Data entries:
════
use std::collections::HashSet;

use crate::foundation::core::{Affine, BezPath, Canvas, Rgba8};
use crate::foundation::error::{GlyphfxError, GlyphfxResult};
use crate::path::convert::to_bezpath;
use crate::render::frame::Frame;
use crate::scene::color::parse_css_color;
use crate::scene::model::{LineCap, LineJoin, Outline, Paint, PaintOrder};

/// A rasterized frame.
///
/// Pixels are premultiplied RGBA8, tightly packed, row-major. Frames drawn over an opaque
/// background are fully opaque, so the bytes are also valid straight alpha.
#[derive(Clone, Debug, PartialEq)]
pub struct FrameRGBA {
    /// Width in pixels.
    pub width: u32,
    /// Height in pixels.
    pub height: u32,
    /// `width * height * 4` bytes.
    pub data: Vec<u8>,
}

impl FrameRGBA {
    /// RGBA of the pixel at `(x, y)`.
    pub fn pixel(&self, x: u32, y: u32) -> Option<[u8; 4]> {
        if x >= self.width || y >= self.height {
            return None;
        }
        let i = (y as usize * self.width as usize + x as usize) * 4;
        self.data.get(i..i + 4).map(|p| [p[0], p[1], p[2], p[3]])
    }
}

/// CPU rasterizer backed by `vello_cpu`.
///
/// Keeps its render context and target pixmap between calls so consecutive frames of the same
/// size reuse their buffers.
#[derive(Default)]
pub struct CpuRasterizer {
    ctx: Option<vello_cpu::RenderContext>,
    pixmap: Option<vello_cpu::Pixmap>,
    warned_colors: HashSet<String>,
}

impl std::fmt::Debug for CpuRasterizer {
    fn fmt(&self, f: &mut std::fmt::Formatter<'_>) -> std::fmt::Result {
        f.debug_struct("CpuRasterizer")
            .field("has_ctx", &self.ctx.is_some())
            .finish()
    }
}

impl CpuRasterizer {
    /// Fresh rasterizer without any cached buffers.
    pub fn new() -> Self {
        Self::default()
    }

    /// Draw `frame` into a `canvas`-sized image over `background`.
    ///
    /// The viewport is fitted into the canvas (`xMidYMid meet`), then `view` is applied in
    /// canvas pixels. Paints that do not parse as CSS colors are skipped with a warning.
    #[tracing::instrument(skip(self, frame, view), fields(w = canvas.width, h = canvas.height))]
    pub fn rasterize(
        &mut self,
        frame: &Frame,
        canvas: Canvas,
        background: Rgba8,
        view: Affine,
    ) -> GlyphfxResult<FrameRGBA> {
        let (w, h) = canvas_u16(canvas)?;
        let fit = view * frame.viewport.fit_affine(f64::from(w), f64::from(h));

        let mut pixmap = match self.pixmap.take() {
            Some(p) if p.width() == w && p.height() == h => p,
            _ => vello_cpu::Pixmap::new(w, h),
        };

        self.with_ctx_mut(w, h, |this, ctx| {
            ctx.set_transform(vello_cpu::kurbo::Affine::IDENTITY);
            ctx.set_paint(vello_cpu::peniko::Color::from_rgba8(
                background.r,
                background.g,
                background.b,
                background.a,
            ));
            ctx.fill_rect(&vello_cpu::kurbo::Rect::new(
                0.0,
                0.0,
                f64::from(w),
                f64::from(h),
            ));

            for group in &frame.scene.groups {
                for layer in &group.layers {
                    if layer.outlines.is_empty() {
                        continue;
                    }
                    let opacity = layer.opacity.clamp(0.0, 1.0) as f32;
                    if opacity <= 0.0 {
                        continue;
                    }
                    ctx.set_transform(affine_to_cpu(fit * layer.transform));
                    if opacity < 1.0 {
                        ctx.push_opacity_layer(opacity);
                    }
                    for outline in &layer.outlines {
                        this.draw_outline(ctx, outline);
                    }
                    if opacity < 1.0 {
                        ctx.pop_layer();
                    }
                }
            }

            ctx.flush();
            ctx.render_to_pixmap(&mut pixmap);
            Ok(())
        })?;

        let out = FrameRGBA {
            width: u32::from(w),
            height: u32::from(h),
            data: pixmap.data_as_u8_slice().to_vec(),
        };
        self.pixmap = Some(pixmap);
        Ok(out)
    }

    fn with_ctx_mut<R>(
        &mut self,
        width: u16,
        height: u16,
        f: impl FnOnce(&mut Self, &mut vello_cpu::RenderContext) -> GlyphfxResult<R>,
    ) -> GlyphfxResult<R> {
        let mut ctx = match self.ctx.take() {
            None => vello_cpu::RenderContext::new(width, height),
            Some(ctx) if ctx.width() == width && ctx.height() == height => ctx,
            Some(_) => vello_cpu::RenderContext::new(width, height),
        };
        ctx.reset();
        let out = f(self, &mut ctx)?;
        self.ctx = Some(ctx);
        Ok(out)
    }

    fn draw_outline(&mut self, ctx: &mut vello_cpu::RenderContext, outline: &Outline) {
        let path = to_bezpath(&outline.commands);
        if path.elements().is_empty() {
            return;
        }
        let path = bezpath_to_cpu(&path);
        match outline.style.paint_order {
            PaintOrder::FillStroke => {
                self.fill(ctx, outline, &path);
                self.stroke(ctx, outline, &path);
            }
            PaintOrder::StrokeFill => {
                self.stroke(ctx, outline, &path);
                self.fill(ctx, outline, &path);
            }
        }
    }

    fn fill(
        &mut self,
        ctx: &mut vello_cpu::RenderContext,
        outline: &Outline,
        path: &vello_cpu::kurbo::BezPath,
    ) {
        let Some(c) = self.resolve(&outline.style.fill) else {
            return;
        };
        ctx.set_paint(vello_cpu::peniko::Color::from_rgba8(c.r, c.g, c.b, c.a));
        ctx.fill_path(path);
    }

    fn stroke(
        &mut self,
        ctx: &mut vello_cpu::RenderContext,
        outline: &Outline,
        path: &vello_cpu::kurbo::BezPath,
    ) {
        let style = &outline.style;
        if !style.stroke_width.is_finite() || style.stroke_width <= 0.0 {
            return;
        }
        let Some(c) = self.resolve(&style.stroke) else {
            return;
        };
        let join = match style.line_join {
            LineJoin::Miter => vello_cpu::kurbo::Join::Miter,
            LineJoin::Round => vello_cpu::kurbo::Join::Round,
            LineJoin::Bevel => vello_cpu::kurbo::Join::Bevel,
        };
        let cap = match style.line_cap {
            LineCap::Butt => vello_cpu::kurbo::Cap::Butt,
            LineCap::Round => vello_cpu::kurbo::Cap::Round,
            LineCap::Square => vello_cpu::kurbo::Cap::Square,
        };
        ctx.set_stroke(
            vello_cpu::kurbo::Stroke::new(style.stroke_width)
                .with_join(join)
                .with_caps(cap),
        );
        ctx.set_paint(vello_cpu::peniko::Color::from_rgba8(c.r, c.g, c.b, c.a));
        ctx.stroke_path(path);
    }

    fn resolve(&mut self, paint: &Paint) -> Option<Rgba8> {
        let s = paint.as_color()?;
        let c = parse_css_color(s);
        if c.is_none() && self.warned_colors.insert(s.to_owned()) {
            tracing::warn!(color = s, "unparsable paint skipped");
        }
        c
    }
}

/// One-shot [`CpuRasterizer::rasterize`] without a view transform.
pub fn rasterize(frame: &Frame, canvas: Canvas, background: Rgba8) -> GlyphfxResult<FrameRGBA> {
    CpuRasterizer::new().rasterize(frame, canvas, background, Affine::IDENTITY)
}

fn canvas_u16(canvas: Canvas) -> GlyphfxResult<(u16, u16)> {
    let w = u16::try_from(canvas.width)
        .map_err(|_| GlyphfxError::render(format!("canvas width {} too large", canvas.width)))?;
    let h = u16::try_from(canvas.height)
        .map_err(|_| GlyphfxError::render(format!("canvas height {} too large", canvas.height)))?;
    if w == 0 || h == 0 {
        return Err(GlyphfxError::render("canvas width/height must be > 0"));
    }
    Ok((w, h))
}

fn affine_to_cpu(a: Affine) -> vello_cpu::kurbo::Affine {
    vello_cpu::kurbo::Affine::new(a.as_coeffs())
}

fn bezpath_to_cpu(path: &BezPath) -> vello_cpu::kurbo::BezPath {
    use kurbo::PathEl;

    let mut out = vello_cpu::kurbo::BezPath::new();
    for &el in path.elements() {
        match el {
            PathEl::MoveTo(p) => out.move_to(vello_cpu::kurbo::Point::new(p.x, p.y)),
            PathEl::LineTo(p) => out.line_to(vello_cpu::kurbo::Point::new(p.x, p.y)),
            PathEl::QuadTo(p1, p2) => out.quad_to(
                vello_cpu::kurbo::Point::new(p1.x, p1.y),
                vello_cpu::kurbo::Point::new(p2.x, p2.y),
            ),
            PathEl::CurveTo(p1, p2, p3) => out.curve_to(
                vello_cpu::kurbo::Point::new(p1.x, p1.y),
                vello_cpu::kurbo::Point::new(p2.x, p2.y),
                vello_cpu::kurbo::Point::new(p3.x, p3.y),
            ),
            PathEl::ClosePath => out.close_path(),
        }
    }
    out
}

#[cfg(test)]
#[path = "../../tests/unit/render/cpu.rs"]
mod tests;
════
Reproduce word for word the lines of the records above, beginning at the first and ending with the line where "let i = (y as" appears, and nothing past it.

use std::collections::HashSet;

use crate::foundation::core::{Affine, BezPath, Canvas, Rgba8};
use crate::foundation::error::{GlyphfxError, GlyphfxResult};
use crate::path::convert::to_bezpath;
use crate::render::frame::Frame;
use crate::scene::color::parse_css_color;
use crate::scene::model::{LineCap, LineJoin, Outline, Paint, PaintOrder};

/// A rasterized frame.
///
/// Pixels are premultiplied RGBA8, tightly packed, row-major. Frames drawn over an opaque
/// background are fully opaque, so the bytes are also valid straight alpha.
#[derive(Clone, Debug, PartialEq)]
pub struct FrameRGBA {
    /// Width in pixels.
    pub width: u32,
    /// Height in pixels.
    pub height: u32,
    /// `width * height * 4` bytes.
    pub data: Vec<u8>,
}

impl FrameRGBA {
    /// RGBA of the pixel at `(x, y)`.
    pub fn pixel(&self, x: u32, y: u32) -> Option<[u8; 4]> {
        if x >= self.width || y >= self.height {
            return None;
        }
        let i = (y as usize * self.width as usize + x as usize) * 4;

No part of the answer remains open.